I've been keeping an eye on the page for Aqueduct's "amazonfail" book, Centuries Ago and Very Fast, since Thursday, when it lost its sales ranking. (Until the amazonfail story broke, I just assumed it was another screw-up, which occasionally just happens to our pages. For instance, changing the spelling of "Alanya to Alanya" to "Alany to Alanya," or inserting a review for Filter House into the middle of a review for Stretto.) Although Centuries still doesn't have a sales rank, a few changes have occurred in the last 24 hours. For one thing, Centuries now comes up when I search for works by Rebecca Ore. For another, about half a dozen proposed tags have been removed from the page, leaving only two tags: "amazonfail" and "time travel." (I don't have exact recall of all the tags removed, but I think they may all have had "gay" in them.)

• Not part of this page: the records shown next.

//! Values flowing between nodes and stored in the pool.

use core::fmt;
use core::slice;

use serde::{Deserialize, Serialize};

/// One emitted token: a scalar descriptor or a fixed-shape vector.
#[derive(Clone, Debug, PartialEq, Serialize, Deserialize)]
#[serde(untagged)]
pub enum Value {
    Real(f32),
    Vector(Vec<f32>),
}

/// The tag of a [`Value`], used in kind-mismatch errors.
#[derive(Clone, Copy, Debug, PartialEq, Eq, Hash)]
pub enum ValueKind {
    Real,
    Vector,
}

impl fmt::Display for ValueKind {
    fn fmt(&self, f: &mut fmt::Formatter<'_>) -> fmt::Result {
        match self {
            ValueKind::Real => f.write_str("real"),
            ValueKind::Vector => f.write_str("vector"),
        }
    }
}

impl Value {
    #[inline]
    pub fn kind(&self) -> ValueKind {
        match self {
            Value::Real(_) => ValueKind::Real,
            Value::Vector(_) => ValueKind::Vector,
        }
    }

    /// The scalar, if this is a `Real`.
    #[inline]
    pub fn as_real(&self) -> Option<f32> {
        match self {
            Value::Real(x) => Some(*x),
            Value::Vector(_) => None,
        }
    }

    /// The elements, if this is a `Vector`.
    #[inline]
    pub fn as_vector(&self) -> Option<&[f32]> {
        match self {
            Value::Real(_) => None,
            Value::Vector(v) => Some(v),
        }
    }

    /// Either variant viewed as a slice. A `Real` is a one-element slice.
    #[inline]
    pub fn as_slice(&self) -> &[f32] {
        match self {
            Value::Real(x) => slice::from_ref(x),
            Value::Vector(v) => v,
        }
    }
}

impl From<f32> for Value {
    fn from(x: f32) -> Self {
        Value::Real(x)
    }
}

impl From<Vec<f32>> for Value {
    fn from(v: Vec<f32>) -> Self {
        Value::Vector(v)
    }
}

impl From<&[f32]> for Value {
    fn from(v: &[f32]) -> Self {
        Value::Vector(v.to_vec())
    }
}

Does that mean Amazon is going to "solve" its "glitch" by removing tags that have the word "gay" in them? And I wonder: did they leave the "amazonfail" tag to help them identify pages that have been affected by their "glitch"? I have no knowledge of programming, so I can't even begin to guess what's going on. But I do wonder where those suggested tags--- "Tags Customers Associate with This Product"--- came from in the first place. In the case of Centuries' page, neither the author nor the publisher put them there, and since the page states "No one has tagged this product for Amazon search yet," I assume that no customers put them there, either. Anybody know what that's about?
Looks like everything is fixed except the list of my top sellers. Judging from sales stats, it would be number three in sales, but it doesn't show up in the list of 14.
ReplyDeleteSome speculate that Amazon did want to segregate erotic books.
I wish I'd taken a screen shot of the earlier page with the wider range of tags.